## [WHAT THE EXERCISE ASKS]
Every record below should be printed exactly as it appears.
==== RECORDS FOR THIS EXERCISE
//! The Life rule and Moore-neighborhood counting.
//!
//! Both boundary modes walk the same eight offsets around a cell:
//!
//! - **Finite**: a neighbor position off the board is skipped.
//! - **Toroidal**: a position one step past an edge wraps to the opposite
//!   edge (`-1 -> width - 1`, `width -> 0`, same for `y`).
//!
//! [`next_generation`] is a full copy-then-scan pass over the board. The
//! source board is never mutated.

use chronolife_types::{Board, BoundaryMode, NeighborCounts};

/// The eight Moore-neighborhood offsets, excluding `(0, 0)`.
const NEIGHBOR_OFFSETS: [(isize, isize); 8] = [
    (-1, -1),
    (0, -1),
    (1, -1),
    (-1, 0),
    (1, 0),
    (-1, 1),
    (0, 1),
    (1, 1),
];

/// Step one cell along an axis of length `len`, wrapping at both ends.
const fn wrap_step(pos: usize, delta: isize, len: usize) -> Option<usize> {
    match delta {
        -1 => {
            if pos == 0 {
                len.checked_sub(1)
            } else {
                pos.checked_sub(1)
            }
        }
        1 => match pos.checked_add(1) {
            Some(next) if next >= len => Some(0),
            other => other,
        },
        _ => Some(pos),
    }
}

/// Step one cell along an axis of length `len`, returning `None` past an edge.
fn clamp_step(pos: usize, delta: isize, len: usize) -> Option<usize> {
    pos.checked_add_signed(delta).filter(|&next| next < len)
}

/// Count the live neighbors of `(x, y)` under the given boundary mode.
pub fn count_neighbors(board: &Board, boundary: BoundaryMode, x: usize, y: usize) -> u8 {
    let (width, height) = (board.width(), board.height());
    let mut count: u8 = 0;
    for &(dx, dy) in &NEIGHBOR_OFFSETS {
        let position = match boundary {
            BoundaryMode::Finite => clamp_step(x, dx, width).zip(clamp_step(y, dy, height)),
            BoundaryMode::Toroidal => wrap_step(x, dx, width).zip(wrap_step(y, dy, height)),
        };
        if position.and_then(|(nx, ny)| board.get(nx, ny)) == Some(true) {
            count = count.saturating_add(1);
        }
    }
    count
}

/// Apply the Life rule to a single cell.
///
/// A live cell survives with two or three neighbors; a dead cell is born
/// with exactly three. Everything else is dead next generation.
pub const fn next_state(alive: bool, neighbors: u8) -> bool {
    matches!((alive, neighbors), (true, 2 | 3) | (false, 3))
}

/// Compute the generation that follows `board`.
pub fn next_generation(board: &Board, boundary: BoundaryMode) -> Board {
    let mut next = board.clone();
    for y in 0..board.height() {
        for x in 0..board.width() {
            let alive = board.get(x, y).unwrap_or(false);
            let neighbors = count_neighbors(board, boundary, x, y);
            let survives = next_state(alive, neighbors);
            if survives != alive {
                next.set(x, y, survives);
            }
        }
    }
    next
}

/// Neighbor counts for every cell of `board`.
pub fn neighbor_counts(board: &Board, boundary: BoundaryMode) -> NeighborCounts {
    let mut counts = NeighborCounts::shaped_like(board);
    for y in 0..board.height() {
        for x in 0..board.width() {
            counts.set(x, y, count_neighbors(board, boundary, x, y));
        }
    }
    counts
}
========
## [RESPONSE AREA]
//! The Life rule and Moore-neighborhood counting.
//!
//! Both boundary modes walk the same eight offsets around a cell:
//!
//! - **Finite**: a neighbor position off the board is skipped.
//! - **Toroidal**: a position one step past an edge wraps to the opposite
//!   edge (`-1 -> width - 1`, `width -> 0`, same for `y`).
//!
//! [`next_generation`] is a full copy-then-scan pass over the board. The
//! source board is never mutated.

use chronolife_types::{Board, BoundaryMode, NeighborCounts};

/// The eight Moore-neighborhood offsets, excluding `(0, 0)`.
const NEIGHBOR_OFFSETS: [(isize, isize); 8] = [
    (-1, -1),
    (0, -1),
    (1, -1),
    (-1, 0),
    (1, 0),
    (-1, 1),
    (0, 1),
    (1, 1),
];

/// Step one cell along an axis of length `len`, wrapping at both ends.
const fn wrap_step(pos: usize, delta: isize, len: usize) -> Option<usize> {
    match delta {
        -1 => {
            if pos == 0 {
                len.checked_sub(1)
            } else {
                pos.checked_sub(1)
            }
        }
        1 => match pos.checked_add(1) {
            Some(next) if next >= len => Some(0),
            other => other,
        },
        _ => Some(pos),
    }
}

/// Step one cell along an axis of length `len`, returning `None` past an edge.
fn clamp_step(pos: usize, delta: isize, len: usize) -> Option<usize> {
    pos.checked_add_signed(delta).filter(|&next| next < len)
}

/// Count the live neighbors of `(x, y)` under the given boundary mode.
pub fn count_neighbors(board: &Board, boundary: BoundaryMode, x: usize, y: usize) -> u8 {
    let (width, height) = (board.width(), board.height());
    let mut count: u8 = 0;
    for &(dx, dy) in &NEIGHBOR_OFFSETS {
        let position = match boundary {
            BoundaryMode::Finite => clamp_step(x, dx, width).zip(clamp_step(y, dy, height)),
            BoundaryMode::Toroidal => wrap_step(x, dx, width).zip(wrap_step(y, dy, height)),
        };
        if position.and_then(|(nx, ny)| board.get(nx, ny)) == Some(true) {
            count = count.saturating_add(1);
        }
    }
    count
}

/// Apply the Life rule to a single cell.
///
/// A live cell survives with two or three neighbors; a dead cell is born
/// with exactly three. Everything else is dead next generation.
pub const fn next_state(alive: bool, neighbors: u8) -> bool {
    matches!((alive, neighbors), (true, 2 | 3) | (false, 3))
}

/// Compute the generation that follows `board`.
pub fn next_generation(board: &Board, boundary: BoundaryMode) -> Board {
    let mut next = board.clone();
    for y in 0..board.height() {
        for x in 0..board.width() {
            let alive = board.get(x, y).unwrap_or(false);
            let neighbors = count_neighbors(board, boundary, x, y);
            let survives = next_state(alive, neighbors);
            if survives != alive {
                next.set(x, y, survives);
            }
        }
    }
    next
}

/// Neighbor counts for every cell of `board`.
pub fn neighbor_counts(board: &Board, boundary: BoundaryMode) -> NeighborCounts {
    let mut counts = NeighborCounts::shaped_like(board);
    for y in 0..board.height() {
        for x in 0..board.width() {
            counts.set(x, y, count_neighbors(board, boundary, x, y));
        }
    }
    counts
}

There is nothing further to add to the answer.